The challenge is how to approach these prime prospects in the most cost-effective manner. As we all know, the best way to find these new opportunities is through customer and personal referrals. Nothing beats a warm introduction and the instant credibility that comes along with it. Networking and relationship building are also great ways to find them; but even then, you can only go so far with any one strategy. Cold calling is an essential piece of any top performing company’s arsenal; however, it’s hard, tedious work that requires know how, talent and perseverance.
When the term cold calling is used many people imagine the old fashioned “shot gun” approach in which companies canvas large numbers of prospects in hopes of catching a few great leads, and that of course is outdated, not to mention time-consuming, costly and detrimental to the morale of the sales force. A much more targeted approach is needed in order to identify qualified companies and reach the key decision-makers capable of making the purchase.
The greatest potential lies with CFOs, CIOs and high-level administrators at Mid-Major (50-750 employees) where equipment transactions typically start at $20,000 if the whole account is taken down; the true average is closer to $35,000. These transactions despite popular belief are no harder to close than an $8,000 Copier Transaction and usually have fewer competitors involved, and are rarely a “Price Decision”!
Visiting each of these businesses in person lends a more personal approach, but is very costly and does not use outside sales representatives’ time wisely. A more effective method for lead generation in these markets is phone prospecting, combined with canvassing local businesses in the vicinity of appointments completed in the field. However, without the right tools such as updated calling lists including detailed information on UCC Filing or lease termination dates for MFP Dealers, as well as the type of business, number of employees, number of Printers for MPS Providers and number of PC’s and servers for MNS Providers, even phone prospecting can be ineffective.
Fortunately there are ways to narrow the funnel and select the best business list that are a fit for your company and will lead to a higher closing rate once your meeting is booked with a larger transaction size. One way if your company is most interested in MFP Sales is to acquire a list of leases that have lease expiration dates in 2 years or less. There are larger leases that are public record through UCC filings, but UCC filings typically don’t contain all the information you need. There are however 3rd Party Companies that in addition to the UCC Filing Dates can get more complete information like lease signor, equipment brand, model number and number of units and, occasionally, transaction size.
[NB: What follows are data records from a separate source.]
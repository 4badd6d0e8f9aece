//! Loading units, equipment and validator configuration from disk.

use std::path::Path;

use mech_core::equipment::{EquipmentLookup, StaticEquipmentLookup};
use mech_core::error::MechError;
use mech_core::unit::UnitSnapshot;
use mech_core::validation::ValidatorConfig;
use mech_core::variable_equipment::variable_equipment;
use thiserror::Error;

/// Errors raised by the tools.
#[derive(Debug, Error)]
pub enum ToolError {
    /// A file could not be read.
    #[error("failed to read {path}: {source}")]
    Io {
        /// File path.
        path: String,
        /// Underlying error.
        #[source]
        source: std::io::Error,
    },

    /// Unit files must be `.json` envelopes or bare `.ron` snapshots.
    #[error("unsupported unit file {0}: expected a .json or .ron extension")]
    UnsupportedFormat(String),

    /// Error from the rules engine.
    #[error(transparent)]
    Core(#[from] MechError),

    /// A report could not be encoded.
    #[error("failed to encode report: {0}")]
    Encode(#[from] serde_json::Error),
}

/// Result type for tool operations.
pub type Result<T> = std::result::Result<T, ToolError>;

/// On-disk unit encoding.
#[derive(Debug, Clone, Copy, PartialEq, Eq)]
pub enum UnitFormat {
    /// Versioned JSON envelope.
    Json,
    /// Bare RON snapshot.
    Ron,
}

impl UnitFormat {
    /// Format implied by a file extension.
    ///
    /// # Errors
    ///
    /// Returns [`ToolError::UnsupportedFormat`] for any other extension.
    pub fn from_path(path: &Path) -> Result<Self> {
        match path.extension().and_then(|e| e.to_str()) {
            Some(ext) if ext.eq_ignore_ascii_case("json") => Ok(Self::Json),
            Some(ext) if ext.eq_ignore_ascii_case("ron") => Ok(Self::Ron),
            _ => Err(ToolError::UnsupportedFormat(path.display().to_string())),
        }
    }
}

fn read(path: &Path) -> Result<String> {
    std::fs::read_to_string(path).map_err(|source| ToolError::Io {
        path: path.display().to_string(),
        source,
    })
}

/// Parse a unit from text.
///
/// # Errors
///
/// Returns a parse error from the rules engine.
pub fn parse_unit(label: &str, text: &str, format: UnitFormat) -> Result<UnitSnapshot> {
    let unit = match format {
        UnitFormat::Json => UnitSnapshot::from_json(text)?,
        UnitFormat::Ron => UnitSnapshot::from_ron_str(label, text)?,
    };
    Ok(unit)
}

/// Load a unit file.
///
/// # Errors
///
/// Returns an error if the file cannot be read or parsed.
pub fn load_unit(path: &Path) -> Result<UnitSnapshot> {
    let format = UnitFormat::from_path(path)?;
    let unit = parse_unit(&path.display().to_string(), &read(path)?, format)?;
    tracing::info!(unit = %unit.display_name(), path = %path.display(), "loaded unit");
    Ok(unit)
}

/// Equipment from an optional RON record list, plus the built-in variable
/// equipment for any id the list does not define.
///
/// # Errors
///
/// Returns an error if the file cannot be read or parsed.
pub fn load_equipment(path: Option<&Path>) -> Result<StaticEquipmentLookup> {
    let mut lookup = match path {
        Some(path) => StaticEquipmentLookup::from_ron_str(&path.display().to_string(), &read(path)?)?,
        None => StaticEquipmentLookup::new(),
    };
    for record in variable_equipment() {
        if lookup.get_by_id(&record.id).is_none() {
            lookup.register(record);
        }
    }
    Ok(lookup)
}

/// Validator configuration from an optional RON file; defaults otherwise.
///
/// # Errors
///
/// Returns an error if the file cannot be read or parsed.
pub fn load_config(path: Option<&Path>) -> Result<ValidatorConfig> {
    match path {
        Some(path) => Ok(ValidatorConfig::from_ron_str(
            &path.display().to_string(),
            &read(path)?,
        )?),
        None => Ok(ValidatorConfig::default()),
    }
}

#[cfg(test)]
mod tests {
    use super::*;
    use mech_test_utils::fixtures::heavy_unit;

    #[test]
    fn test_format_from_extension() {
        assert_eq!(UnitFormat::from_path(Path::new("a/unit.json")).unwrap(), UnitFormat::Json);
        assert_eq!(UnitFormat::from_path(Path::new("unit.RON")).unwrap(), UnitFormat::Ron);
        assert!(matches!(
            UnitFormat::from_path(Path::new("unit.txt")),
            Err(ToolError::UnsupportedFormat(_))
        ));
        assert!(UnitFormat::from_path(Path::new("unit")).is_err());
    }

    #[test]
    fn test_parse_json_envelope() {
        let unit = heavy_unit();
        let text = unit.to_json().unwrap();
        assert_eq!(parse_unit("heavy", &text, UnitFormat::Json).unwrap(), unit);
    }

    #[test]
    fn test_parse_errors_carry_label() {
        let err = parse_unit("broken.ron", "(chassis: ", UnitFormat::Ron).unwrap_err();
        assert!(err.to_string().contains("broken.ron"));
    }

    #[test]
    fn test_missing_file_is_io_error() {
        let err = load_unit(Path::new("/nonexistent/unit.json")).unwrap_err();
        assert!(matches!(err, ToolError::Io { .. }));
    }

    #[test]
    fn test_default_equipment_has_variable_items() {
        let lookup = load_equipment(None).unwrap();
        assert!(lookup.get_by_id("hatchet").is_some());
        assert_eq!(lookup.len(), variable_equipment().len());
    }

    #[test]
    fn test_default_config() {
        assert_eq!(load_config(None).unwrap(), ValidatorConfig::default());
    }
}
For companies more interested in determining the number of printers for MPS or the number of PCs and servers for MNS there are lists available that have that information as well. The challenge with both types of data is they can be costly. Many times it is simpler to determine the number of printers or PCs based on the number of “white collar or knowledge based” workers. An example might be a law firm with 100 employees. There is typically one printer per 5 employees or 20 Printers in this case, and a PC for each employee; in this case a 100PCs. So if you are looking for the typical target MPS Client with 20 or more printers start with firms with at least 100 “white collar” workers.
It’s also important when acquiring lists like these, such as, companies with 100+ employees, etc., that, if possible, you get multiple contacts of C-Level Employees. The Top C-Level Finance or Information Technology Contacts, CFO and CIO respectively, tend to be the decision makers for transactions with companies that have 100+ Employees, not the owners. If they can’t be reached, the Controller or Director of Information Technology can be strong influencers or decision makers as well.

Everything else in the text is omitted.